Фома | Сергей Худиев | 04.07.2012 |
Одна из вещей, которые напрягали меня, когда я был новообращенным христианином, — то, что, судя по текстам церковных молитв, от меня постоянно ожидалось признание моего недостоинства. Я должен был признать, что недостоин неба и земли, и сей временной жизни, а более всего недостоин милости Божией. Насколько мне известно, это напрягает многих и сейчас. Так почему так важно постоянно помнить об этом своем недостоинстве?
Первая причина, по которой мы должны признавать себя недостойными, очень проста — потому что это правда. Таково реальное положение дел. Человеческие поступки и то, во что мы себя превращаем посредством этих поступков, подлежат справедливой оценке. И по справедливости мы недостойны — мы не таковы, какими должны быть, и поступаем не так, как должны поступать. Мы согрешили делом, словом, помышлением и, более всего, неисполнением долга. Такова истина, и мы должны ее признать. Отношения с Богом нельзя строить на обмане. Если я предал друга или подвел работодателя, или обворовал гостеприимных хозяев — я больше не могу претендовать на их расположение, как будто ничего не случилось. Если я хочу восстановить отношения, я должен начать это с признания фактов. Я должен признать, что нуждаюсь в милости, и что мне ее не обязаны оказывать. Я недостоин.
Милость Бога бесконечна: «Его же благость безмерна и человеколюбие неизреченно». Но принять ее можно только как милость — как что-то, чего мы полностью недостойны.
БОГ НЕ ОБЯЗАН ТЕРПЕТЬ НАШИ ЕЖЕДНЕВНЫЕ АКТЫ НЕБЛАГОДАРНОСТИ И ПРОТИВЛЕНИЯ; ХРИСТОС НЕ БЫЛ ОБЯЗАН УМИРАТЬ ЗА НАШИ ГРЕХИ; ОН НИЧЕГО НАМ НЕ ДОЛЖЕН.
Пока мы делаем вид, что чего-то заслужили, заработали, что мы имеем право требовать своего, — мы воздвигаем преграду между нами и милостью Божией. Не случайно в Евангелии приводятся примеры явных грешников — мытаря, блудницы, разбойника на кресте, — которые обрели спасение, в то время как люди приличные, нравственные, религиозные, отвергли его. У блудницы, мытаря или разбойника не было возможности требовать от Бога «своего». (В той культуре, по крайней мере; нынешние-то блудницы и разбойники запросто могут перефарисеить любого фарисея). Они понимали, что им не на что рассчитывать, — разве что на то, что им, вопреки всякой очевидности, окажут милость.
Но есть и вторая причина: признание своего недостоинства ведет к радости. Более того, это непременное условие любой прочной радости.
Видели ли Вы человека, которому все должны? Наверняка видели; я сам время от времени вижу такого в зеркале.
Вид его угрюм и мрачен, на лбу залегает глубокая складка, губы плотно сжаты, взгляд полон огорчения. Этот человек всегда глубоко обижен и уязвлен и всегда терпит горькую несправедливость: все ему должны, и ни одна собака этого не признает! Он достоин гораздо лучшего — и никогда этого не получает. Он требует от окружающего мира своего — а мир не обращает на это никакого внимания.

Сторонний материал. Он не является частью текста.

impl KvTransaction for MemTransaction {
    fn id(&self) -> KvTransactionId {
        self.id
    }

    fn is_ready(&self) -> bool {
        let Some(my_seq) = self.ltx_seq else {
            return true;
        };
        let my_preserve: FxHashSet<&String> = self.options.write_preserve.iter().collect();
        let registry = self
            .engine
            .ltx_registry
            .lock()
            .expect("ltx registry lock poisoned");
        !registry.iter().any(|entry| {
            entry.seq < my_seq
                && !entry.done.load(Ordering::SeqCst)
                && entry
                    .write_preserve
                    .iter()
                    .any(|name| my_preserve.contains(name))
        })
    }

    fn get(&self, storage: &str, key: &[u8]) -> KvResult<Option<Vec<u8>>> {
        self.ensure_active()?;
        let state_key = (storage.to_string(), key.to_vec());
        let mut state = self.state.lock().expect("transaction state lock poisoned");
        if let Some((op, value)) = state.writes.get(&state_key) {
            return Ok(match op {
                WriteOp::Put => Some(value.clone()),
                WriteOp::Remove => None,
            });
        }
        let storage_inner = self.engine.storage(storage)?;
        let data = storage_inner.data.read().expect("storage data lock poisoned");
        let found = data.get(key);
        let version = found.map(|v| v.version).unwrap_or(0);
        if self.validates_reads_on(storage) {
            state.reads.push((storage.to_string(), key.to_vec(), version));
        }
        Ok(found.map(|v| v.value.clone()))
    }

    fn put(&self, storage: &str, key: &[u8], value: &[u8], op: PutOperation) -> KvResult<()> {
        self.ensure_active()?;
        let exists = self.get(storage, key)?.is_some();
        match op {
            PutOperation::Create if exists => return Err(KvError::AlreadyExists),
            PutOperation::Update if !exists => return Err(KvError::NotFound),
            _ => {}
        }
        let mut state = self.state.lock().expect("transaction state lock poisoned");
        state.writes.insert(
            (storage.to_string(), key.to_vec()),
            (WriteOp::Put, value.to_vec()),
        );
        Ok(())
    }

    fn remove(&self, storage: &str, key: &[u8]) -> KvResult<bool> {
        self.ensure_active()?;
        let existed = self.get(storage, key)?.is_some();
        let mut state = self.state.lock().expect("transaction state lock poisoned");
        state.writes.insert(
            (storage.to_string(), key.to_vec()),
            (WriteOp::Remove, Vec::new()),
        );
        Ok(existed)
    }

    fn scan(&self, storage: &str, range: &ScanRange) -> KvResult<Vec<(Vec<u8>, Vec<u8>)>> {
        self.ensure_active()?;
        let storage_inner = self.engine.storage(storage)?;
        let lower = match &range.lower {
            Some(bytes) if range.lower_inclusive => Bound::Included(bytes.clone()),
            Some(bytes) => Bound::Excluded(bytes.clone()),
            None => Bound::Unbounded,
        };
        let upper = match &range.upper {
            Some(bytes) if range.upper_inclusive => Bound::Included(bytes.clone()),
            Some(bytes) => Bound::Excluded(bytes.clone()),
            None => Bound::Unbounded,
        };

        let mut merged: BTreeMap<Vec<u8>, Option<Vec<u8>>> = BTreeMap::new();
        let mut observed: Vec<(Vec<u8>, u64)> = Vec::new();
        {
            let data = storage_inner.data.read().expect("storage data lock poisoned");
            for (key, versioned) in data.range((lower, upper)) {
                merged.insert(key.clone(), Some(versioned.value.clone()));
                observed.push((key.clone(), versioned.version));
            }
        }

        let in_range = |key: &[u8]| {
            let lower_ok = match &range.lower {
                Some(bytes) if range.lower_inclusive => key >= bytes.as_slice(),
                Some(bytes) => key > bytes.as_slice(),
                None => true,
            };
            let upper_ok = match &range.upper {
                Some(bytes) if range.upper_inclusive => key <= bytes.as_slice(),
                Some(bytes) => key < bytes.as_slice(),
                None => true,
            };
            lower_ok && upper_ok
        };

        let mut state = self.state.lock().expect("transaction state lock poisoned");
        for ((write_storage, key), (op, value)) in state.writes.iter() {
            if write_storage != storage || !in_range(key) {
                continue;
            }
            match op {
                WriteOp::Put => merged.insert(key.clone(), Some(value.clone())),
                WriteOp::Remove => merged.insert(key.clone(), None),
            };
        }
        if self.validates_reads_on(storage) {
            for (key, version) in observed {
                state.reads.push((storage.to_string(), key, version));
            }
        }

        Ok(merged
            .into_iter()
            .filter_map(|(key, value)| value.map(|v| (key, v)))
            .collect())
    }

    fn commit(&self, callback: CommitCallback) {
        if !self.active.load(Ordering::SeqCst) {
            callback(Err(KvError::InactiveTransaction), None);
            return;
        }

        let marker = {
            let _guard = self
                .engine
                .commit_lock
                .lock()
                .expect("commit lock poisoned");
            let state = self.state.lock().expect("transaction state lock poisoned");

            // First committer wins: every observed version must still be
            // current.
            let mut conflict = false;
            for (storage, key, observed_version) in &state.reads {
                let Ok(storage_inner) = self.engine.storage(storage) else {
                    // Storage dropped since we read from it.
                    conflict = true;
                    break;
                };
                let data = storage_inner.data.read().expect("storage data lock poisoned");
                let current = data.get(key).map(|v| v.version).unwrap_or(0);
                if current != *observed_version {
                    tracing::debug!(
                        "[MEMKV] transaction {} failed validation on '{}'",
                        self.id,
                        storage
                    );
                    conflict = true;
                    break;
                }
            }
            if conflict {
                drop(state);
                self.finish();
                callback(Err(KvError::SerializationFailure), None);
                return;
            }

            let commit_version = self.engine.version_counter.fetch_add(1, Ordering::SeqCst) + 1;
            for ((storage, key), (op, value)) in state.writes.iter() {
                let Ok(storage_inner) = self.engine.storage(storage) else {
                    continue;
                };
                let mut data = storage_inner
                    .data
                    .write()
                    .expect("storage data lock poisoned");
                match op {
                    WriteOp::Put => {
                        data.insert(
                            key.clone(),
                            Versioned {
                                value: value.clone(),
                                version: commit_version,
                            },
                        );
                    }
                    WriteOp::Remove => {
                        data.remove(key);
                    }
                }
            }

            let marker = self.engine.commit_marker.fetch_add(1, Ordering::SeqCst) + 1;
            self.marker.store(marker, Ordering::SeqCst);
            self.finish();
            marker
        };

        tracing::debug!("[MEMKV] transaction {} precommitted marker={}", self.id, marker);
        callback(Ok(()), Some(marker));
        self.engine.notify_durable(marker);
    }

    fn abort(&self) -> KvResult<()> {
        if self.active.load(Ordering::SeqCst) {
            let mut state = self.state.lock().expect("transaction state lock poisoned");
            state.writes.clear();
            state.reads.clear();
            drop(state);
            self.finish();
            tracing::debug!("[MEMKV] transaction {} aborted", self.id);
        }
        Ok(())
    }

    fn durability_marker(&self) -> Option<DurabilityMarker> {
        match self.marker.load(Ordering::SeqCst) {
            0 => None,
            marker => Some(marker),
        }
    }
}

Это горесть всех горестей, поскольку ее не лечит время и ничто не может утешить. Ничто не может обрадовать такого человека: ведь если Вам должны миллион, а дали, скажем, десять тысяч, это просто издевательство, которое только подчеркивает, как дурно с Вами обходятся. Это пропасть, которую нельзя наполнить; дыра, через которую просвечивает вся безрадостность ада.
Никакой уровень достатка, более того, даже искренняя любовь и дружество других людей не помогут при этой болезни — пока человек не согласится переменить свое отношение к жизни и признать: я недостоин.
Для недостойного человека каждый день — чудо, каждый кусок хлеба — дар Божией любви и человеческой доброты, каждая улыбка ближнего — царский подарок. Когда мы понимаем, что недостойны солнечного света, ветра на нашем лице, шелеста листвы, все становится чудом, явлением любви небесного Отца, ибо Он повелевает солнцу Своему восходить над злыми и добрыми и посылает дождь на праведных и неправедных (Мф 5:45).
Я знаю, что я недостоин — в том смысле, что я осведомлен об этом факте. Но если бы я еще мог жить этой истиной, я был бы гораздо более счастливым человеком.
И люди вокруг меня были бы счастливее. Смирение ведет к радости; гордыня всегда оборачивается унынием. Но я надеюсь: может быть, когда-нибудь я обрету радость недостоинства.